[Work item]
Repeat word for word every line of the data below, from the first through the line containing "use serde::Deserialize;", and stop there.

[Data under study]
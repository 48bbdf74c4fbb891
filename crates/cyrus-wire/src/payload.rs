// SPDX-License-Identifier: BUSL-1.1
// Copyright (c) 2026 Alfred Jean LLC

//! Parses the raw webhook JSON body into a [`WebhookEvent`] (spec §6).
//!
//! The raw shape is intentionally permissive — trackers vary in which
//! optional fields they include — and this module is the single place
//! that reconciles it into the crate-wide normalized event.

use cyrus_core::WebhookEvent;
use serde::Deserialize;
use thiserror::Error;

#[derive(Debug, Error, PartialEq, Eq)]
pub enum PayloadError {
    #[error("malformed webhook JSON: {0}")]
    MalformedJson(String),
    #[error("unrecognized (type, action) combination: ({0:?}, {1:?})")]
    UnrecognizedEvent(String, String),
    #[error("missing required field `{0}`")]
    MissingField(&'static str),
}

#[derive(Debug, Deserialize)]
struct RawTeam {
    key: String,
}

#[derive(Debug, Deserialize)]
struct RawIssue {
    id: String,
    identifier: String,
    #[allow(dead_code)]
    title: Option<String>,
    team: Option<RawTeam>,
    #[serde(default)]
    labels: Vec<String>,
}

#[derive(Debug, Deserialize)]
struct RawAgentSession {
    id: String,
}

#[derive(Debug, Deserialize)]
struct RawMessage {
    content: Option<String>,
}

#[derive(Debug, Deserialize)]
struct RawWebhookPayload {
    #[serde(rename = "type")]
    event_type: String,
    action: String,
    organization_id: String,
    issue: Option<RawIssue>,
    agent_session: Option<RawAgentSession>,
    message: Option<RawMessage>,
    #[serde(default)]
    attachments: Vec<String>,
    author: Option<String>,
}

/// Parse and normalize a raw webhook body.
pub fn parse(body: &[u8]) -> Result<WebhookEvent, PayloadError> {
    let raw: RawWebhookPayload =
        serde_json::from_slice(body).map_err(|e| PayloadError::MalformedJson(e.to_string()))?;

    match (raw.event_type.as_str(), raw.action.as_str()) {
        ("AgentSessionEvent", "assigned") => {
            let issue = raw.issue.ok_or(PayloadError::MissingField("issue"))?;
            let team_key = issue.team.map(|t| t.key).ok_or(PayloadError::MissingField("issue.team.key"))?;
            Ok(WebhookEvent::IssueAssigned {
                organization_id: raw.organization_id,
                issue_id: issue.id,
                issue_identifier: issue.identifier,
                team_key,
                labels: issue.labels,
            })
        }
        ("AgentSessionEvent", "created") => {
            let issue = raw.issue.ok_or(PayloadError::MissingField("issue"))?;
            let team_key = issue.team.map(|t| t.key).ok_or(PayloadError::MissingField("issue.team.key"))?;
            let session_id = raw
                .agent_session
                .map(|s| s.id)
                .ok_or(PayloadError::MissingField("agentSession.id"))?;
            Ok(WebhookEvent::AgentSessionCreated {
                organization_id: raw.organization_id,
                issue_id: issue.id,
                issue_identifier: issue.identifier,
                team_key,
                session_id,
                prompt: raw.message.and_then(|m| m.content),
                labels: issue.labels,
            })
        }
        ("AgentSessionEvent", "prompted") => {
            let issue = raw.issue.ok_or(PayloadError::MissingField("issue"))?;
            let session_id = raw
                .agent_session
                .map(|s| s.id)
                .ok_or(PayloadError::MissingField("agentSession.id"))?;
            let prompt = raw
                .message
                .and_then(|m| m.content)
                .ok_or(PayloadError::MissingField("message.content"))?;
            Ok(WebhookEvent::AgentSessionPrompted {
                organization_id: raw.organization_id,
                issue_id: issue.id,
                session_id,
                prompt,
                author: raw.author,
            })
        }
        ("AgentSessionEvent", "unassigned") => {
            let issue = raw.issue.ok_or(PayloadError::MissingField("issue"))?;
            Ok(WebhookEvent::IssueUnassigned { organization_id: raw.organization_id, issue_id: issue.id })
        }
        ("IssueCommentReaction", "commented") | ("AgentSessionEvent", "commented") => {
            let issue = raw.issue.ok_or(PayloadError::MissingField("issue"))?;
            let team_key = issue.team.map(|t| t.key).ok_or(PayloadError::MissingField("issue.team.key"))?;
            let prompt = raw
                .message
                .and_then(|m| m.content)
                .ok_or(PayloadError::MissingField("message.content"))?;
            let author = raw.author.ok_or(PayloadError::MissingField("author"))?;
            Ok(WebhookEvent::IssueCommentMention {
                organization_id: raw.organization_id,
                issue_id: issue.id,
                issue_identifier: issue.identifier,
                team_key,
                prompt,
                author,
                labels: issue.labels,
                attachments: raw.attachments,
            })
        }
        (event_type, action) => Err(PayloadError::UnrecognizedEvent(event_type.to_string(), action.to_string())),
    }
}

#[cfg(test)]
#[path = "payload_tests.rs"]
mod tests;
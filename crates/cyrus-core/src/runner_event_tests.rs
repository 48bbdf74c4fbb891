// SPDX-License-Identifier: BUSL-1.1
// Copyright (c) 2026 Alfred Jean LLC

use super::*;

#[test]
fn final_event_is_final() {
    let ev = RunnerEvent::Final { text: "done".into() };
    assert!(ev.is_final());
}

#[test]
fn thought_is_not_final() {
    assert!(!RunnerEvent::Thought { text: "thinking".into() }.is_final());
}

#[test]
fn action_and_result_expose_tool_use_id() {
    let action = RunnerEvent::Action {
        name: "Read".into(),
        detail: Some("src/lib.rs".into()),
        tool_use_id: "tu1".into(),
    };
    assert_eq!(action.tool_use_id(), Some("tu1"));

    let result = RunnerEvent::Result { tool_use_id: "tu1".into(), output: "ok".into(), is_error: false };
    assert_eq!(result.tool_use_id(), Some("tu1"));
}

#[test]
fn thought_has_no_tool_use_id() {
    assert_eq!(RunnerEvent::Thought { text: "x".into() }.tool_use_id(), None);
}

#[test]
fn serde_tag_round_trips() {
    let ev = RunnerEvent::Error { err: "boom".into() };
    let json = serde_json::to_value(&ev).unwrap();
    assert_eq!(json["kind"], "Error");
    let back: RunnerEvent = serde_json::from_value(json).unwrap();
    assert_eq!(ev, back);
}
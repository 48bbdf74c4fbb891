// SPDX-License-Identifier: BUSL-1.1
// Copyright (c) 2026 Alfred Jean LLC

use super::*;
use std::time::Duration;

fn write_config(dir: &tempfile::TempDir, json: &str) -> PathBuf {
    let path = dir.path().join("config.json");
    std::fs::write(&path, json).unwrap();
    path
}

fn minimal_repo_json(id: &str) -> String {
    format!(
        r#"{{
            "id": "{id}", "name": "{id}", "repositoryPath": "/tmp/{id}",
            "baseBranch": "main", "trackerToken": "tok", "trackerWorkspaceId": "ws-1",
            "teamKeys": ["{id}-TEAM"], "isActive": true
        }}"#
    )
}

#[test]
fn loads_and_validates_a_minimal_config() {
    let dir = tempfile::tempdir().unwrap();
    let json = format!(r#"{{"repositories": [{}]}}"#, minimal_repo_json("frontend"));
    let path = write_config(&dir, &json);

    let manager = ConfigurationManager::load(&path, dir.path().join("backups")).unwrap();
    assert_eq!(manager.current().repositories.len(), 1);
    assert_eq!(manager.current().repositories[0].id, "frontend");
}

#[test]
fn rejects_duplicate_repository_ids() {
    let dir = tempfile::tempdir().unwrap();
    let json = format!(
        r#"{{"repositories": [{}, {}]}}"#,
        minimal_repo_json("frontend"),
        minimal_repo_json("frontend")
    );
    let path = write_config(&dir, &json);

    let err = ConfigurationManager::load(&path, dir.path().join("backups")).unwrap_err();
    assert!(matches!(err, ConfigError::DuplicateRepositoryId(id) if id == "frontend"));
}

#[test]
fn rejects_two_catch_alls_in_the_same_workspace() {
    let dir = tempfile::tempdir().unwrap();
    let catch_all = |id: &str| {
        format!(
            r#"{{"id": "{id}", "name": "{id}", "repositoryPath": "/tmp/{id}",
                 "baseBranch": "main", "trackerToken": "tok", "trackerWorkspaceId": "ws-1"}}"#
        )
    };
    let json = format!(r#"{{"repositories": [{}, {}]}}"#, catch_all("default-a"), catch_all("default-b"));
    let path = write_config(&dir, &json);

    let err = ConfigurationManager::load(&path, dir.path().join("backups")).unwrap_err();
    assert!(matches!(err, ConfigError::AmbiguousCatchAll(ws) if ws == "ws-1"));
}

#[test]
fn rejects_routing_labels_with_no_include_or_exclude() {
    let dir = tempfile::tempdir().unwrap();
    let repo = r#"{
        "id": "frontend", "name": "frontend", "repositoryPath": "/tmp/frontend",
        "baseBranch": "main", "trackerToken": "tok", "trackerWorkspaceId": "ws-1",
        "routingLabels": {"priority": 10}
    }"#;
    let json = format!(r#"{{"repositories": [{repo}]}}"#);
    let path = write_config(&dir, &json);

    let err = ConfigurationManager::load(&path, dir.path().join("backups")).unwrap_err();
    assert!(matches!(err, ConfigError::VacuousRoutingLabels(id) if id == "frontend"));
}

#[test]
fn missing_config_file_is_an_io_error() {
    let dir = tempfile::tempdir().unwrap();
    let missing = dir.path().join("does-not-exist.json");
    let err = ConfigurationManager::load(&missing, dir.path().join("backups")).unwrap_err();
    assert!(matches!(err, ConfigError::Io { .. }));
}

#[test]
fn scenario_f_reload_reports_an_added_repository() {
    let dir = tempfile::tempdir().unwrap();
    let json = format!(r#"{{"repositories": [{}]}}"#, minimal_repo_json("frontend"));
    let path = write_config(&dir, &json);
    let manager = ConfigurationManager::load(&path, dir.path().join("backups")).unwrap();

    let json_with_new_repo =
        format!(r#"{{"repositories": [{}, {}]}}"#, minimal_repo_json("frontend"), minimal_repo_json("backend"));
    std::fs::write(&path, json_with_new_repo).unwrap();

    let diff = manager.reload_from_disk().unwrap();
    assert_eq!(diff.added, vec!["backend".to_string()]);
    assert!(diff.removed.is_empty());
    assert!(diff.modified.is_empty());
    assert_eq!(manager.current().repositories.len(), 2);
}

#[test]
fn reload_reports_removed_and_modified_repositories() {
    let dir = tempfile::tempdir().unwrap();
    let json = format!(r#"{{"repositories": [{}, {}]}}"#, minimal_repo_json("frontend"), minimal_repo_json("backend"));
    let path = write_config(&dir, &json);
    let manager = ConfigurationManager::load(&path, dir.path().join("backups")).unwrap();

    let modified_backend = r#"{
        "id": "backend", "name": "backend-renamed", "repositoryPath": "/tmp/backend",
        "baseBranch": "main", "trackerToken": "tok", "trackerWorkspaceId": "ws-1", "isActive": true
    }"#;
    let json_after = format!(r#"{{"repositories": [{}]}}"#, modified_backend);
    std::fs::write(&path, json_after).unwrap();

    let diff = manager.reload_from_disk().unwrap();
    assert_eq!(diff.removed, vec!["frontend".to_string()]);
    assert_eq!(diff.modified, vec!["backend".to_string()]);
    assert!(diff.added.is_empty());
}

#[test]
fn reload_with_no_semantic_change_is_an_empty_diff() {
    let dir = tempfile::tempdir().unwrap();
    let json = format!(r#"{{"repositories": [{}]}}"#, minimal_repo_json("frontend"));
    let path = write_config(&dir, &json);
    let manager = ConfigurationManager::load(&path, dir.path().join("backups")).unwrap();

    std::fs::write(&path, &json).unwrap();
    let diff = manager.reload_from_disk().unwrap();
    assert!(diff.is_empty());
}

#[test]
fn apply_writes_a_timestamped_backup_before_swapping() {
    let dir = tempfile::tempdir().unwrap();
    let json = format!(r#"{{"repositories": [{}]}}"#, minimal_repo_json("frontend"));
    let path = write_config(&dir, &json);
    let backups_dir = dir.path().join("backups");
    let manager = ConfigurationManager::load(&path, &backups_dir).unwrap();

    let mut new_doc = (*manager.current()).clone();
    new_doc.default_model = Some("opus".to_string());
    let diff = manager.apply(new_doc).unwrap();

    assert!(diff.other_changes);
    assert_eq!(manager.current().default_model.as_deref(), Some("opus"));
    let backups: Vec<_> = std::fs::read_dir(&backups_dir).unwrap().collect();
    assert_eq!(backups.len(), 1);
}

#[tokio::test(flavor = "multi_thread")]
async fn scenario_f_watch_emits_a_diff_within_one_second_of_an_on_disk_edit() {
    let dir = tempfile::tempdir().unwrap();
    let json = format!(r#"{{"repositories": [{}]}}"#, minimal_repo_json("frontend"));
    let path = write_config(&dir, &json);
    let manager = Arc::new(ConfigurationManager::load(&path, dir.path().join("backups")).unwrap());

    let mut diffs = manager.clone().watch();

    tokio::time::sleep(Duration::from_millis(50)).await;
    let json_with_new_repo =
        format!(r#"{{"repositories": [{}, {}]}}"#, minimal_repo_json("frontend"), minimal_repo_json("backend"));
    std::fs::write(&path, json_with_new_repo).unwrap();

    let diff = tokio::time::timeout(Duration::from_secs(2), diffs.recv()).await.expect("diff arrived").expect("channel open");
    assert_eq!(diff.added, vec!["backend".to_string()]);
}
// SPDX-License-Identifier: BUSL-1.1
// Copyright (c) 2026 Alfred Jean LLC

//! Fatal startup errors for the `cyrusd` binary (spec §6: exit code
//! `1` on fatal startup error).

use cyrus_engine::ConfigError;
use thiserror::Error;

#[derive(Debug, Error)]
pub enum DaemonError {
    #[error("io: {0}")]
    Io(#[from] std::io::Error),
    #[error("configuration: {0}")]
    Config(#[from] ConfigError),
}
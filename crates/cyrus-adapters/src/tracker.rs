// SPDX-License-Identifier: BUSL-1.1
// Copyright (c) 2026 Alfred Jean LLC

//! The `IssueTracker` capability set the orchestration core consumes
//! (spec §6). The concrete tracker transport (Linear today) is out of
//! scope for this crate; it defines the seam and, behind
//! `test-support`, an in-process `FakeIssueTracker` double.

use async_trait::async_trait;
use cyrus_wire::ActivityContent;
use std::path::Path;
use thiserror::Error;

#[derive(Debug, Error, Clone, PartialEq, Eq)]
pub enum TrackerError {
    #[error("tracker request timed out")]
    Timeout,
    #[error("tracker returned {0}")]
    Http(u16),
    #[error("tracker rejected credentials (401)")]
    AuthenticationFailure,
    #[error("tracker error: {0}")]
    Other(String),
}

impl TrackerError {
    /// Whether a caller should retry this with backoff (spec §7
    /// `TransientIO`), as opposed to isolating it per-repository
    /// (`AuthenticationFailure`).
    pub fn is_transient(&self) -> bool {
        matches!(self, TrackerError::Timeout | TrackerError::Http(s) if *s >= 500)
    }
}

/// An issue fetched from the tracker, including the async-only fields
/// (team key, labels) the `Router`'s label-matching step needs when a
/// webhook didn't carry them inline.
#[derive(Debug, Clone, PartialEq, Eq)]
pub struct IssueData {
    pub id: String,
    pub identifier: String,
    pub team_key: String,
    pub labels: Vec<String>,
}

/// Result of `createAgentSessionOn{Issue|Comment}`.
#[derive(Debug, Clone, PartialEq, Eq)]
pub struct CreatedAgentSession {
    pub success: bool,
    pub agent_session_id: String,
    pub last_sync_id: u64,
}

/// Confirmation of one `postAgentActivity` call.
#[derive(Debug, Clone, PartialEq, Eq)]
pub struct ActivityPosted {
    pub activity_id: String,
}

/// `updateIssueState`'s `stateType` mapping (spec §6).
#[derive(Debug, Clone, Copy, PartialEq, Eq)]
pub enum IssueStateType {
    Active,
    Completed,
    Failed,
    Paused,
}

impl std::fmt::Display for IssueStateType {
    fn fmt(&self, f: &mut std::fmt::Formatter<'_>) -> std::fmt::Result {
        f.write_str(match self {
            IssueStateType::Active => "In Progress",
            IssueStateType::Completed => "Done",
            IssueStateType::Failed => "Canceled",
            IssueStateType::Paused => "Paused",
        })
    }
}

#[derive(Debug, Clone, PartialEq, Eq)]
pub struct UploadedFile {
    pub asset_url: String,
    pub size: u64,
    pub content_type: String,
}

/// Uniform tracker RPCs the orchestration core consumes. Object-safe so
/// the orchestrator can hold `Arc<dyn IssueTracker>` per repository.
#[async_trait]
pub trait IssueTracker: Send + Sync + 'static {
    async fn get_issue(&self, issue_id: &str) -> Result<Option<IssueData>, TrackerError>;

    async fn create_agent_session_on_issue(
        &self,
        issue_id: &str,
        external_link: Option<&str>,
    ) -> Result<CreatedAgentSession, TrackerError>;

    async fn create_agent_session_on_comment(
        &self,
        comment_id: &str,
        external_link: Option<&str>,
    ) -> Result<CreatedAgentSession, TrackerError>;

    async fn post_agent_activity(
        &self,
        agent_session_id: &str,
        content: ActivityContent,
        ephemeral: bool,
    ) -> Result<ActivityPosted, TrackerError>;

    async fn update_issue_state(
        &self,
        issue_id: &str,
        state: IssueStateType,
    ) -> Result<(), TrackerError>;

    async fn upload_file(
        &self,
        path: &Path,
        filename: Option<&str>,
        content_type: Option<&str>,
        make_public: bool,
    ) -> Result<UploadedFile, TrackerError>;
}

#[cfg(test)]
#[path = "tracker_tests.rs"]
mod tests;
// SPDX-License-Identifier: BUSL-1.1
// Copyright (c) 2026 Alfred Jean LLC

//! Repository configuration: identity, credentials, and routing hints for
//! one source code repository the orchestrator can act on.

use serde::{Deserialize, Serialize};
use std::collections::HashSet;
use std::path::PathBuf;

/// Label-based routing rule for a repository.
///
/// A repository with `routingLabels` set is disqualified from a webhook
/// event whenever any `exclude` label is present; otherwise it is
/// eligible when `include ∩ event.labels` is non-empty. Eligible repos
/// are ranked by `priority`, ties broken by configuration order.
#[derive(Debug, Clone, PartialEq, Eq, Serialize, Deserialize)]
#[serde(rename_all = "camelCase")]
pub struct RoutingLabels {
    #[serde(default)]
    pub include: HashSet<String>,
    #[serde(default)]
    pub exclude: HashSet<String>,
    #[serde(default)]
    pub priority: i32,
}

/// Identity, credentials, and routing hints for one repository.
///
/// Invariant: at most one repository per `linearWorkspaceId` may be a
/// **workspace catch-all** — no `team_keys`, no `routing_labels`, no
/// `project_keys`. The router relies on this for deterministic
/// fallback; [`RepositoryConfig::is_catch_all`] tests it.
#[derive(Debug, Clone, PartialEq, Serialize, Deserialize)]
#[serde(rename_all = "camelCase")]
pub struct RepositoryConfig {
    pub id: String,
    pub name: String,
    pub repository_path: PathBuf,
    pub base_branch: String,
    #[serde(default = "RepositoryConfig::default_workspace_base_dir")]
    pub workspace_base_dir: PathBuf,

    pub tracker_token: String,
    pub tracker_workspace_id: String,

    #[serde(default)]
    pub team_keys: HashSet<String>,
    #[serde(default)]
    pub routing_labels: Option<RoutingLabels>,
    #[serde(default)]
    pub project_keys: HashSet<String>,

    #[serde(default = "RepositoryConfig::default_allowed_tools")]
    pub allowed_tools: Vec<String>,
    #[serde(default)]
    pub disallowed_tools: Vec<String>,
    #[serde(default = "RepositoryConfig::default_label_prompts")]
    pub label_prompts: std::collections::HashMap<String, Vec<String>>,
    #[serde(default)]
    pub is_active: bool,
}

impl RepositoryConfig {
    pub fn default_workspace_base_dir() -> PathBuf {
        PathBuf::from("workspaces")
    }

    pub fn default_allowed_tools() -> Vec<String> {
        vec![
            "Read(**)".to_string(),
            "Edit(**)".to_string(),
            "Task".to_string(),
            "WebFetch".to_string(),
            "WebSearch".to_string(),
            "TodoRead".to_string(),
            "TodoWrite".to_string(),
            "NotebookRead".to_string(),
            "NotebookEdit".to_string(),
            "Batch".to_string(),
            "Bash".to_string(),
        ]
    }

    pub fn default_label_prompts() -> std::collections::HashMap<String, Vec<String>> {
        let mut m = std::collections::HashMap::new();
        m.insert("debugger".to_string(), vec!["Bug".to_string()]);
        m.insert("builder".to_string(), vec!["Feature".to_string()]);
        m.insert("scoper".to_string(), vec!["PRD".to_string()]);
        m
    }

    /// True when this repository has no routing filters at all, making it
    /// eligible as a workspace catch-all fallback.
    pub fn is_catch_all(&self) -> bool {
        self.team_keys.is_empty() && self.routing_labels.is_none() && self.project_keys.is_empty()
    }
}

#[cfg(any(test, feature = "test-support"))]
crate::builder! {
    pub struct RepositoryConfigBuilder => RepositoryConfig {
        into {
            id: String = "repo-1",
            name: String = "test-repo",
            base_branch: String = "main",
            tracker_token: String = "token",
            tracker_workspace_id: String = "ws-1",
        }
        set {
            repository_path: std::path::PathBuf = std::path::PathBuf::from("/tmp/repo"),
            workspace_base_dir: std::path::PathBuf = std::path::PathBuf::from("/tmp/workspaces"),
            team_keys: std::collections::HashSet<String> = std::collections::HashSet::new(),
            routing_labels: Option<RoutingLabels> = None,
            project_keys: std::collections::HashSet<String> = std::collections::HashSet::new(),
            allowed_tools: Vec<String> = RepositoryConfig::default_allowed_tools(),
            disallowed_tools: Vec<String> = Vec::new(),
            label_prompts: std::collections::HashMap<String, Vec<String>> = RepositoryConfig::default_label_prompts(),
            is_active: bool = true,
        }
    }
}

#[cfg(test)]
#[path = "repository_tests.rs"]
mod tests;
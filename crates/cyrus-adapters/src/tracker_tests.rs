// SPDX-License-Identifier: BUSL-1.1
// Copyright (c) 2026 Alfred Jean LLC

use super::*;

#[test]
fn issue_state_type_maps_to_tracker_labels() {
    assert_eq!(IssueStateType::Active.to_string(), "In Progress");
    assert_eq!(IssueStateType::Completed.to_string(), "Done");
    assert_eq!(IssueStateType::Failed.to_string(), "Canceled");
    assert_eq!(IssueStateType::Paused.to_string(), "Paused");
}

#[test]
fn transient_classification_follows_status_code() {
    assert!(TrackerError::Timeout.is_transient());
    assert!(TrackerError::Http(503).is_transient());
    assert!(!TrackerError::Http(404).is_transient());
    assert!(!TrackerError::AuthenticationFailure.is_transient());
}
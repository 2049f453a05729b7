pub mod camera;
pub mod config;
pub mod device;
pub mod error;
pub mod media;
pub mod recording_result;
pub mod state;
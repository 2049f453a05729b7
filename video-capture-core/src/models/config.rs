use std::path::PathBuf;

use super::camera::Camera;
use super::device::{MovieContainer, SessionPreset};

/// Configuration for a capture controller.
#[derive(Debug, Clone)]
pub struct CaptureConfiguration {
    /// Directory where movie files are created (application document storage).
    pub output_directory: PathBuf,

    /// Output container (default: mov).
    pub container: MovieContainer,

    /// Capture resolution applied on start (default: 640x480).
    pub session_preset: SessionPreset,

    /// Timescale for writer presentation times (default: 600).
    pub media_timescale: i32,

    /// Rotation reported to the frame delegate and baked into the movie
    /// track (default: 90). Valid values: 0, 90, 180, 270.
    pub rotation_degrees: u32,

    /// Camera used by `switch_camera` before any explicit start.
    pub default_camera: Camera,

    /// Arm a recording as soon as capture starts (default: false).
    pub record_on_start: bool,

    /// Write a JSON sidecar next to each finalized movie (default: true).
    pub write_metadata: bool,
}

impl CaptureConfiguration {
    pub fn validate(&self) -> Result<(), String> {
        if self.media_timescale <= 0 {
            return Err(format!("media timescale must be positive: {}", self.media_timescale));
        }
        if ![0, 90, 180, 270].contains(&self.rotation_degrees) {
            return Err(format!("unsupported rotation: {}", self.rotation_degrees));
        }
        if self.output_directory.as_os_str().is_empty() {
            return Err("output directory must not be empty".into());
        }
        Ok(())
    }
}

impl Default for CaptureConfiguration {
    fn default() -> Self {
        Self {
            output_directory: PathBuf::from("."),
            container: MovieContainer::Mov,
            session_preset: SessionPreset::Vga640x480,
            media_timescale: 600,
            rotation_degrees: 90,
            default_camera: Camera::default_camera(),
            record_on_start: false,
            write_metadata: true,
        }
    }
}
//! Virtual camera enumeration.

use video_capture_core::models::device::{CaptureDevice, DevicePosition};
use video_capture_core::traits::device_catalog::DeviceCatalog;

pub const BACK_CAMERA_ID: &str = "virtual-back";
pub const FRONT_CAMERA_ID: &str = "virtual-front";

/// Catalog over a fixed device list.
///
/// The default list is ordered back, front so that `Camera::device_index`
/// maps onto it directly.
#[derive(Debug, Clone)]
pub struct VirtualDeviceCatalog {
    devices: Vec<CaptureDevice>,
}

impl VirtualDeviceCatalog {
    pub fn new(devices: Vec<CaptureDevice>) -> Self {
        Self { devices }
    }

    /// A catalog with no cameras attached.
    pub fn empty() -> Self {
        Self::new(Vec::new())
    }

    pub fn len(&self) -> usize {
        self.devices.len()
    }

    pub fn is_empty(&self) -> bool {
        self.devices.is_empty()
    }
}

impl Default for VirtualDeviceCatalog {
    fn default() -> Self {
        Self::new(vec![
            CaptureDevice::new(BACK_CAMERA_ID, "Back Camera", DevicePosition::Back),
            CaptureDevice::new(FRONT_CAMERA_ID, "Front Camera", DevicePosition::Front),
        ])
    }
}

impl DeviceCatalog for VirtualDeviceCatalog {
    fn video_devices(&self) -> Vec<CaptureDevice> {
        self.devices.clone()
    }
}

[Completed exercise]
repository 48bbdf74c4fbb891
filename crates/cyrus-wire/src/payload.rs
// SPDX-License-Identifier: BUSL-1.1
// Copyright (c) 2026 Alfred Jean LLC

//! Parses the raw webhook JSON body into a [`WebhookEvent`] (spec §6).
//!
//! The raw shape is intentionally permissive — trackers vary in which
//! optional fields they include — and this module is the single place
//! that reconciles it into the crate-wide normalized event.

use cyrus_core::WebhookEvent;
use serde::Deserialize;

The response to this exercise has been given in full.